DIRECTIONS FOR THIS TASK
Please work out how many of the lines below include "tracing". Only the number should be given.

Dataset entries
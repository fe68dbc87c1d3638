//! 输入目录遍历：收集扩展名匹配的扫描报告
use std::path::{Path, PathBuf};

use tracing::{debug, warn};
use walkdir::WalkDir;

use crate::error::ConsolidateError;

/// 扩展名是否在识别列表中（大小写不敏感）
fn has_extension(path: &Path, extensions: &[String]) -> bool {
    path.extension()
        .and_then(|e| e.to_str())
        .map(|e| extensions.iter().any(|x| x.eq_ignore_ascii_case(e)))
        .unwrap_or(false)
}

/// 遍历所有输入目录（单层），返回按文件名排序的报告路径
/// - 目录不存在或不是目录：致命错误
/// - 没有任何识别的文件：致命错误
pub fn discover_reports(dirs: &[PathBuf], extensions: &[String]) -> Result<Vec<PathBuf>, ConsolidateError> {
    let mut files: Vec<PathBuf> = Vec::new();
    for dir in dirs {
        if !dir.exists() {
            return Err(ConsolidateError::InputDirMissing(dir.clone()));
        }
        if !dir.is_dir() {
            return Err(ConsolidateError::InputNotDirectory(dir.clone()));
        }
        // 报告目录为单层结构，限制深度为 1
        for entry in WalkDir::new(dir).min_depth(1).max_depth(1) {
            let entry = match entry {
                Ok(e) => e,
                Err(e) => {
                    warn!(dir = %dir.display(), error = %e, "skipping unreadable directory entry");
                    continue;
                }
            };
            if !entry.file_type().is_file() {
                continue;
            }
            if has_extension(entry.path(), extensions) {
                files.push(entry.into_path());
            } else {
                debug!(path = %entry.path().display(), "ignoring file with unrecognized extension");
            }
        }
    }

    if files.is_empty() {
        return Err(ConsolidateError::NoInputFiles { extensions: extensions.join(",") });
    }
    files.sort_by(|a, b| a.file_name().cmp(&b.file_name()).then_with(|| a.cmp(b)));
    Ok(files)
}
//! 扫描报告合并库
//!
//! 设计要点：
//! - 每个输入文件是一份漏洞扫描报告（带表头的分隔文本），表头在运行时解析并映射到规范字段；
//! - 外层线程按文件拉取任务，内层线程池按行分块并发处理；
//! - 分块结果按序号重排后合并，文件内按标识符首次出现去重；
//! - 文件级 / 分块级错误降级为空结果，只有配置与输出错误会中止运行；
//! - 最终结果按文件名排序，与调度顺序无关。

mod aggregate;
mod chunk;
mod config;
mod discover;
mod error;
mod executor;
mod options;
mod reader;
mod record;
mod report;
mod schema;
mod severity;

pub use aggregate::{merge_chunks, ConsolidatedResult, Consolidator, FileOutcome, FileResult};
pub use chunk::{process_chunk, ChunkContext, ChunkOutput, ChunkResult, RawChunk};
pub use config::{normalize_extensions, parse_delimiter, ConfigFile};
pub use discover::discover_reports;
pub use error::{ChunkError, ConsolidateError, FileError};
pub use executor::consolidate;
pub use options::{ConsolidateOptions, DedupMode, OutputFormat, RunStats};
pub use reader::{open_report, sniff_delimiter, ChunkStream, ReportSource};
pub use record::{extract_records, split_identifiers, ClassifiedRecord, ScanRecord};
pub use report::{assemble, write_csv, write_json, write_report, Block, Line, DETAIL_HEADER};
pub use schema::{resolve_schema, AliasTable, CanonicalField, ResolvedSchema};
pub use severity::{classify, Severity, Tally};

/// 合并全部报告并写出结果文件
/// 致命错误（配置、输入目录、输出）直接返回；输出文件只在合并完成后写入一次
pub fn consolidate_and_write(opts: &ConsolidateOptions) -> Result<RunStats, ConsolidateError> {
    let result = consolidate(opts)?;
    write_report(&result, &opts.output, opts.format)?;
    let stats = result.stats();
    tracing::info!(
        files = stats.files_processed,
        failed = stats.files_failed,
        failed_chunks = stats.chunks_failed,
        records = stats.records_emitted,
        output = %opts.output.display(),
        "report written"
    );
    Ok(stats)
}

SOLUTION BELOW
2